Only the lines from the opening of the material through the one containing "the collector produces." should be reproduced, each exactly as it stands.
-------------------------
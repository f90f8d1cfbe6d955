/// Default configuration template and file creation.
pub mod default;

/// Configuration error types.
pub mod error;

/// Configuration file loader.
pub mod loader;

/// TOML configuration schema types.
pub mod schema;

/// XDG Base Directory path resolution utilities.
pub mod xdg;

#[cfg(test)]
pub(crate) mod test_env {
    /// Runs a closure with env vars temporarily set, then restores them.
    ///
    /// Callers must be `#[serial]`.
    pub(crate) fn with_env<F: FnOnce()>(vars: &[(&str, Option<&str>)], f: F) {
        let originals: Vec<_> = vars
            .iter()
            .map(|(k, _)| (*k, std::env::var(k).ok()))
            .collect();

        for (k, v) in vars {
            match v {
                Some(val) => std::env::set_var(k, val),
                None => std::env::remove_var(k),
            }
        }

        f();

        for (k, original) in &originals {
            match original {
                Some(val) => std::env::set_var(k, val),
                None => std::env::remove_var(k),
            }
        }
    }
}
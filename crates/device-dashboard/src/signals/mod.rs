//! Device signals shown by the widgets.
//!
//! [`SignalState`] is a flat record of every reading; each field is
//! optional and absent until a probe reports it. It is only ever changed by
//! applying a [`SignalUpdate`], which the collector produces.

pub mod collector;
pub mod subscription;
pub mod terminal;

use host_signals::{BatteryReading, DeviceInfo, EffectiveType, NetworkReading};
use serde::Serialize;

pub use collector::{snapshot, CollectorMessage, LocationRequest, SignalCollector};
pub use subscription::{subscribe, Capability, Subscription};
pub use terminal::DisplayInfo;

/// Every reading the dashboard knows about.
#[derive(Debug, Clone, Default, PartialEq, Serialize)]
pub struct SignalState {
    pub platform: Option<String>,
    pub vendor: Option<String>,
    pub screen_width: Option<u32>,
    pub screen_height: Option<u32>,
    pub viewport_width: Option<u16>,
    pub viewport_height: Option<u16>,
    pub pixel_ratio: Option<f64>,
    pub color_depth: Option<u8>,
    pub hardware_concurrency: Option<usize>,
    pub max_touch_points: Option<u32>,
    pub timezone: Option<String>,
    pub language: Option<String>,
    pub online: Option<bool>,
    /// Percent, 0-100.
    pub battery_level: Option<u8>,
    pub charging: Option<bool>,
    pub effective_type: Option<EffectiveType>,
    /// Mbps.
    pub downlink: Option<f64>,
    /// Milliseconds.
    pub rtt: Option<u32>,
    /// Bytes.
    pub total_memory: Option<u64>,
    /// Bytes.
    pub used_memory: Option<u64>,
    /// Bytes.
    pub disk_total: Option<u64>,
    /// Bytes.
    pub disk_available: Option<u64>,
}

/// One change to [`SignalState`].
#[derive(Debug, Clone, PartialEq)]
pub enum SignalUpdate {
    /// Static device facts, read once.
    Device(DeviceInfo),
    /// Terminal window and color depth.
    Display(DisplayInfo),
    /// Terminal resized to columns × rows.
    Viewport {
        /// Columns.
        width: u16,
        /// Rows.
        height: u16,
    },
    /// Battery sample.
    Battery(BatteryReading),
    /// Network sample.
    Network(NetworkReading),
    /// A watched capability stopped reporting; its readings fall back.
    Lost(Capability),
}

impl SignalState {
    /// Folds `update` into the state.
    pub fn apply(&mut self, update: SignalUpdate) {
        match update {
            SignalUpdate::Device(info) => {
                self.platform = info.platform;
                self.vendor = info.vendor;
                self.pixel_ratio = info.pixel_ratio;
                self.hardware_concurrency = info.hardware_concurrency;
                self.max_touch_points = info.max_touch_points;
                self.timezone = info.timezone;
                self.language = info.language;
                // A network probe result is fresher than the startup guess
                if self.online.is_none() {
                    self.online = info.online;
                }
                self.total_memory = info.total_memory;
                self.used_memory = info.used_memory;
                self.disk_total = info.disk_total;
                self.disk_available = info.disk_available;
            }
            SignalUpdate::Display(display) => {
                self.screen_width = display.screen_width;
                self.screen_height = display.screen_height;
                self.viewport_width = display.viewport_width;
                self.viewport_height = display.viewport_height;
                self.color_depth = display.color_depth;
            }
            SignalUpdate::Viewport { width, height } => {
                self.viewport_width = Some(width);
                self.viewport_height = Some(height);
            }
            SignalUpdate::Battery(reading) => {
                self.battery_level = Some(reading.level);
                self.charging = Some(reading.charging);
            }
            SignalUpdate::Network(reading) => {
                self.effective_type = reading.effective_type;
                self.downlink = reading.downlink;
                self.rtt = reading.rtt;
                self.online = Some(reading.online);
            }
            SignalUpdate::Lost(Capability::Battery) => {
                self.battery_level = None;
                self.charging = None;
            }
            SignalUpdate::Lost(Capability::Network) => {
                self.effective_type = None;
                self.downlink = None;
                self.rtt = None;
            }
        }
    }
}
//! Namespace proximity resolver
//!
//! Picks one target among several sharing a shorthand: the one whose
//! directory shares the longest leading run of segments with the current
//! document's directory. Prefers siblings, then the nearest ancestor or
//! descendant namespace.

use crate::linker::path::{directory_segments, strip_base_dir};
use crate::linker::registry::Candidate;

/// Common leading directory segments (segment-wise, not char-wise).
fn common_prefix_len(a: &[&str], b: &[&str]) -> usize {
    a.iter().zip(b).take_while(|(x, y)| x == y).count()
}

/// Resolve an ambiguous shorthand for the document at `document_path`.
///
/// `candidates` are `(full_key, Candidate)` pairs; returns `None` only when empty.
pub fn resolve_namespace<'a>(
    document_path: &str,
    candidates: &'a [(String, Candidate)],
    base_dir: Option<&str>,
) -> Option<&'a (String, Candidate)> {
    let document_dir = directory_segments(document_path);
    let at_root = document_dir.is_empty();

    let scored = candidates.iter().map(|entry| {
        let dir = directory_segments(&entry.0);
        let score = common_prefix_len(&dir, &document_dir);
        let depth = if at_root && base_dir.is_some() {
            directory_segments(strip_base_dir(&entry.0, base_dir)).len()
        } else {
            dir.len()
        };
        (entry, score, depth)
    });

    scored
        .min_by(|(a, a_score, a_depth), (b, b_score, b_depth)| {
            b_score
                .cmp(a_score)
                .then_with(|| a_depth.cmp(b_depth))
                .then_with(|| a.0.chars().count().cmp(&b.0.chars().count()))
                .then_with(|| a.0.cmp(&b.0))
        })
        .map(|(entry, _, _)| entry)
}
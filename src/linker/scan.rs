//! TextScanner: longest-match, script-aware link insertion
//!
//! Walks each unprotected span character by character. At every position:
//! 1. URL literal  - copy `http(s)://...` through untouched
//! 2. Trie match   - longest accepted candidate key starting here
//! 3. Fallback     - namespace shorthand search (namespace resolution only)
//! 4. Literal char - emit one character and move on
//!
//! The registry and fallback index are only read; all scan state is the
//! cursor and the output buffer.

use serde::{Deserialize, Serialize};
use unicode_normalization::UnicodeNormalization;

use crate::linker::config::LinkerSettings;
use crate::linker::fallback::FallbackIndex;
use crate::linker::path::{effective_namespace, fold_case, normalize_path, strip_base_dir};
use crate::linker::protect::SegmentProtector;
use crate::linker::registry::{Candidate, CandidateRegistry};
use crate::linker::render::{render_link, same_text, RenderOptions, TableLines};
use crate::linker::resolve::resolve_namespace;
use crate::linker::script::{
    is_cjk_shaped_chars, is_date_like, is_month_number, is_word_boundary, japanese_particle,
    korean_suffix, KoreanSuffix, ScriptClass,
};

/// Upper bound on fallback shorthand extension, in chars
pub const MAX_FALLBACK_CHARS: usize = 64;

// =============================================================================
// Types
// =============================================================================

/// Counters collected during one scan
#[derive(Debug, Clone, Default, PartialEq, Eq, Serialize, Deserialize)]
pub struct LinkStats {
    pub links_created: usize,
    pub protected_segments: usize,
    pub ambiguous_resolutions: usize,
    pub scoped_rejections: usize,
    pub self_links_skipped: usize,
    pub korean_suppressions: usize,
    /// Japanese particle directly after a CJK match (classified, not acted on)
    pub japanese_particle_follows: usize,
    /// Returned unchanged without scanning
    pub short_circuited: bool,
    pub elapsed_us: u64,
}

/// Transformed document plus scan statistics
#[derive(Debug, Clone, Default, Serialize, Deserialize)]
pub struct LinkResult {
    pub text: String,
    pub stats: LinkStats,
}
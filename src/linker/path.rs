//! Slash-delimited virtual path helpers shared by the registry, the
//! resolver and the scanner.

use unicode_normalization::UnicodeNormalization;

/// NFC-normalize, trim, drop surrounding slashes and a trailing `.md`.
pub fn normalize_path(path: &str) -> String {
    let nfc: String = path.trim().nfc().collect();
    let trimmed = nfc.trim_matches('/');
    trimmed.strip_suffix(".md").unwrap_or(trimmed).to_string()
}

/// Normalize a configured base directory; empty means "not set".
pub fn normalize_base_dir(base_dir: Option<&str>) -> Option<String> {
    base_dir
        .map(|dir| dir.trim().nfc().collect::<String>())
        .map(|dir| dir.trim_matches('/').to_string())
        .filter(|dir| !dir.is_empty())
}

/// Strip `base_dir + "/"` from the front of `path` when present.
pub fn strip_base_dir<'a>(path: &'a str, base_dir: Option<&str>) -> &'a str {
    match base_dir {
        Some(dir) => path
            .strip_prefix(dir)
            .and_then(|rest| rest.strip_prefix('/'))
            .unwrap_or(path),
        None => path,
    }
}

/// Effective namespace: first segment of the base-dir-relative path.
pub fn effective_namespace(path: &str, base_dir: Option<&str>) -> String {
    let relative = strip_base_dir(path, base_dir);
    relative.split('/').next().unwrap_or_default().to_string()
}

/// Last path segment (the shorthand).
pub fn last_segment(path: &str) -> &str {
    path.rsplit('/').next().unwrap_or(path)
}

/// Everything before the last segment, or `""` at the root.
pub fn directory_of(path: &str) -> &str {
    path.rfind('/').map(|idx| &path[..idx]).unwrap_or("")
}

/// Directory segments, with an empty directory yielding none.
pub fn directory_segments(path: &str) -> Vec<&str> {
    let dir = directory_of(path);
    if dir.is_empty() {
        Vec::new()
    } else {
        dir.split('/').collect()
    }
}

/// Per-character case folding used for trie keys and map keys.
pub fn fold_case(text: &str, ignore_case: bool) -> String {
    if ignore_case {
        text.chars().flat_map(char::to_lowercase).collect()
    } else {
        text.to_string()
    }
}
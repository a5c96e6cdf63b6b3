//! LinkCore: automatic wiki-link insertion for Markdown notes
//!
//! A Rust/WASM engine that rewrites bare mentions of known notes into
//! `[[target]]` / `[[target|display]]` references.
//!
//! # Architecture
//!
//! ## Linker Components
//! - `registry.rs` - CandidateRegistry: trie + candidate map built once per file list
//! - `fallback.rs` - FallbackIndex/FallbackCache: shorthand → targets, memoized per registry
//! - `protect.rs` - SegmentProtector: code, links, URLs, callouts, headings left untouched
//! - `script.rs` - Script classes, word boundaries, Korean/Japanese particle rules
//! - `resolve.rs` - Namespace proximity resolver for shared shorthands
//! - `render.rs` - Link markup and table-aware pipe escaping
//! - `scan.rs` - TextScanner: longest-match scan, `replace_links` entry point
//! - `engine.rs` - AutoLinker: stateful facade with a swappable registry
//!
//! # Usage (WASM)
//! ```javascript,ignore
//! import init, { AutoLinker } from 'linkcore';
//!
//! await init();
//!
//! const linker = new AutoLinker({ namespace_resolution: true, ignore_case: false });
//!
//! linker.hydrateFiles([
//!   { path: 'garden/rose.md' },
//!   { path: 'HelloWorld.md', aliases: ['HW'] },
//!   { path: 'private/plan.md', scoped: true },
//! ]);
//!
//! linker.link('The rose says HW', 'journal/today.md');
//! // => 'The [[garden/rose|rose]] says [[HelloWorld|HW]]'
//!
//! const { text, stats } = linker.linkWithStats(body, path);
//! console.log(stats.links_created, stats.elapsed_us);
//! ```

pub mod linker;

pub use linker::*;

use wasm_bindgen::prelude::*;

// When the `wee_alloc` feature is enabled, use `wee_alloc` as the global
// allocator for smaller WASM bundle size.
#[cfg(feature = "wee_alloc")]
#[global_allocator]
static ALLOC: wee_alloc::WeeAlloc = wee_alloc::WeeAlloc::INIT;

/// Initialize panic hook for better error messages in browser console
#[wasm_bindgen(start)]
pub fn main() {
    #[cfg(feature = "console_error_panic_hook")]
    console_error_panic_hook::set_once();
}

/// Get version information
#[wasm_bindgen]
pub fn version() -> String {
    format!("linkcore v{}", env!("CARGO_PKG_VERSION"))
}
-------------------------
- **Output for this exercise**
repository f90f8d1cfbe6d955
/// Default configuration template and file creation.
pub mod default;

/// Configuration error types.
pub mod error;

/// Configuration file loader.
pub mod loader;

/// TOML configuration schema types.
pub mod schema;

/// XDG Base Directory path resolution utilities.
pub mod xdg;

#[cfg(test)]
pub(crate) mod test_env {
    /// Runs a closure with env vars temporarily set, then restores them.
    ///
    /// Callers must be `#[serial]`.
    pub(crate) fn with_env<F: FnOnce()>(vars: &[(&str, Option<&str>)], f: F) {
        let originals: Vec<_> = vars
            .iter()
            .map(|(k, _)| (*k, std::env::var(k).ok()))
            .collect();

        for (k, v) in vars {
            match v {
                Some(val) => std::env::set_var(k, val),
                None => std::env::remove_var(k),
            }
        }

        f();

        for (k, original) in &originals {
            match original {
                Some(val) => std::env::set_var(k, val),
                None => std::env::remove_var(k),
            }
        }
    }
}
filename crates/device-dashboard/src/signals/mod.rs
//! Device signals shown by the widgets.
//!
//! [`SignalState`] is a flat record of every reading; each field is
//! optional and absent until a probe reports it. It is only ever changed by
//! applying a [`SignalUpdate`], which the collector produces.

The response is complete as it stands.